▶ [Task description]
Among the entries below, find the lines with "styled" and copy them.

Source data

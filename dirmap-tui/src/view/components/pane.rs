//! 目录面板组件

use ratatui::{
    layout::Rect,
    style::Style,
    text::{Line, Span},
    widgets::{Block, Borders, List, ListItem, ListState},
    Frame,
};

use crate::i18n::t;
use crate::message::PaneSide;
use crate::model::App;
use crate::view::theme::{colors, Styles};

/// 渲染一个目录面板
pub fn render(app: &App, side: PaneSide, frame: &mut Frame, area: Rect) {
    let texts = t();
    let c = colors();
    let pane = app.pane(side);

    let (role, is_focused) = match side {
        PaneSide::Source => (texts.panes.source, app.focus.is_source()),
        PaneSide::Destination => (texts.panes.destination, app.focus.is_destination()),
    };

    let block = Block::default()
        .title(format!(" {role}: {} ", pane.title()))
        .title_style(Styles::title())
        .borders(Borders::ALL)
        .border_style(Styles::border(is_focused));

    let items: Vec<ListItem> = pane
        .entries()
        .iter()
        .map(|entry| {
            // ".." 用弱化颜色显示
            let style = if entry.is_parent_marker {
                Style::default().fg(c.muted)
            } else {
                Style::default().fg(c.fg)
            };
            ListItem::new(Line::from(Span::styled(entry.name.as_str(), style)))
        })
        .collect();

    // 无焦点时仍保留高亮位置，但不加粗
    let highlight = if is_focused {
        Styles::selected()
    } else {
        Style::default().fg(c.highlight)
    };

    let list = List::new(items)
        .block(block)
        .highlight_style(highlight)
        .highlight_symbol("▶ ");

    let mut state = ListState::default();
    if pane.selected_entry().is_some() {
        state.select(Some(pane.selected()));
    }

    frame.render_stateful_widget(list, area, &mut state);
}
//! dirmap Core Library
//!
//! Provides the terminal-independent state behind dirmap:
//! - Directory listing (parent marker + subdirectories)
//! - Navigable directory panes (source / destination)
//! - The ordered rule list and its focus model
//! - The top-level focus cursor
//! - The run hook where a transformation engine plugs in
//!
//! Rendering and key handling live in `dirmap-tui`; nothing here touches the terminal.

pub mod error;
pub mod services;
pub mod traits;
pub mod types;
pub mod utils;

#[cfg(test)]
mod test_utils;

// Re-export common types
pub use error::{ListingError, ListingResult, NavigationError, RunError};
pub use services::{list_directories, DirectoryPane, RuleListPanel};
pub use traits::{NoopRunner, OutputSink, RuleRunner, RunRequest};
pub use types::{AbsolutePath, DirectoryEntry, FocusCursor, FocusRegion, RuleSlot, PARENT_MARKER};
==
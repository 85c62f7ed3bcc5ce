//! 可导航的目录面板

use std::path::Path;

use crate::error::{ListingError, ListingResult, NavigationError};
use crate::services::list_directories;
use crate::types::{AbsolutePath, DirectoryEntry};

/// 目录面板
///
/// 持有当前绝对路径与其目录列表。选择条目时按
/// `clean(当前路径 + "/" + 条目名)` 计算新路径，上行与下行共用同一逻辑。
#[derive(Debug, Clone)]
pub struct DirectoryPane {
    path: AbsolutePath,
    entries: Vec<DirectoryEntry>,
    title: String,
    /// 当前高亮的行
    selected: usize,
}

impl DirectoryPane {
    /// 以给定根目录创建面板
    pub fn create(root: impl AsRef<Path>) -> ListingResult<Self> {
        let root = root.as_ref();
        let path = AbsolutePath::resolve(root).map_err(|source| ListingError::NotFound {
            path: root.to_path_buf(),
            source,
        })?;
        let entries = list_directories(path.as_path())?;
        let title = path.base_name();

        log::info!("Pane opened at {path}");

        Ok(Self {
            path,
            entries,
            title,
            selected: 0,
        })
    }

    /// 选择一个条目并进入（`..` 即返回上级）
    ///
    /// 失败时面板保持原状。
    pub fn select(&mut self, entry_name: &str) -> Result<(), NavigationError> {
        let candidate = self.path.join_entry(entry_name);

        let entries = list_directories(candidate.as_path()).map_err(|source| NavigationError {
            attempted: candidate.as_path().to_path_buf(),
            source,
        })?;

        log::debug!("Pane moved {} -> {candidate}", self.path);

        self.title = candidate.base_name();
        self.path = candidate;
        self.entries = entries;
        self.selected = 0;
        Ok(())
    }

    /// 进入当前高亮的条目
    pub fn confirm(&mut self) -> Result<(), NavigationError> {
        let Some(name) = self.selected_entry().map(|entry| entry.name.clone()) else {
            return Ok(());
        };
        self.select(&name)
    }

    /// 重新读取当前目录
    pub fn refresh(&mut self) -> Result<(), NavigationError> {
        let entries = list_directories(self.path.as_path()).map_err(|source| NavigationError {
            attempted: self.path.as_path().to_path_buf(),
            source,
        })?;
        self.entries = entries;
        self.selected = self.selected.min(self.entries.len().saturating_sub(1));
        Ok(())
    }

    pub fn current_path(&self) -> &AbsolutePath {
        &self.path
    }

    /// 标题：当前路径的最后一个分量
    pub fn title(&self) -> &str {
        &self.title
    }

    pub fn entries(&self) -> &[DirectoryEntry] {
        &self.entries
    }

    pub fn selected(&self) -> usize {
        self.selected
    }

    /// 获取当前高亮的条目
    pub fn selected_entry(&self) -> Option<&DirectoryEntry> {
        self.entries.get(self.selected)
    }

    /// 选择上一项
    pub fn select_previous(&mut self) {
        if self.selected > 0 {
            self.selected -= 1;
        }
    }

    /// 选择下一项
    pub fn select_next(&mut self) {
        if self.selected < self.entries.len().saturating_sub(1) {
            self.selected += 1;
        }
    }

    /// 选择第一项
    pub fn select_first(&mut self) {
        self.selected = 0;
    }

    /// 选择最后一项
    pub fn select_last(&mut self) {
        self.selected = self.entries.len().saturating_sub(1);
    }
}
==
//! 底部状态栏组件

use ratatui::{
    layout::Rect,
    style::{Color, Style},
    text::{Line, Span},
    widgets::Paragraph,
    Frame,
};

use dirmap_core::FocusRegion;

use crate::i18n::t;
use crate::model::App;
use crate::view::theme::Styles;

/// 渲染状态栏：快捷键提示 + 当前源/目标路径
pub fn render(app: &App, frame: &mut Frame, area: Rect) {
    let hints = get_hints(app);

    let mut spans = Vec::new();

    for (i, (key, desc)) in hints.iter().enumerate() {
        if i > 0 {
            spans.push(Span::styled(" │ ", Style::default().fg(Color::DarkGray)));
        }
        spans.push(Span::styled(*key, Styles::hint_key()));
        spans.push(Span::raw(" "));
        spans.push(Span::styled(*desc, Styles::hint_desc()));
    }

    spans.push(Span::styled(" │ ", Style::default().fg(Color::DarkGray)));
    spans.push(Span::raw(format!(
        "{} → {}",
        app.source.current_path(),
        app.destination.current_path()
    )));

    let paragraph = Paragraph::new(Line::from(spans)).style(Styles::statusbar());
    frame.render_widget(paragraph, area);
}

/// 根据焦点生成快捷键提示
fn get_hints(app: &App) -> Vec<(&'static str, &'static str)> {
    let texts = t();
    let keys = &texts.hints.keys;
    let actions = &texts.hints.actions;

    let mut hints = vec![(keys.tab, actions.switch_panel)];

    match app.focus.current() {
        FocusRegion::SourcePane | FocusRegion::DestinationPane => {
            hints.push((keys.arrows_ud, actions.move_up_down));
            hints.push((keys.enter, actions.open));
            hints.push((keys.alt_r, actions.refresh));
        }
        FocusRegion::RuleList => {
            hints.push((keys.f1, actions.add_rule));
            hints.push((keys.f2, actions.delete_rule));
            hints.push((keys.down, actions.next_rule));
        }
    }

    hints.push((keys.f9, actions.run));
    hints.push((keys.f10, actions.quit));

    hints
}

▶ [Solution below]
            ListItem::new(Line::from(Span::styled(entry.name.as_str(), style)))
            spans.push(Span::styled(" │ ", Style::default().fg(Color::DarkGray)));
        spans.push(Span::styled(*key, Styles::hint_key()));
        spans.push(Span::styled(*desc, Styles::hint_desc()));
    spans.push(Span::styled(" │ ", Style::default().fg(Color::DarkGray)));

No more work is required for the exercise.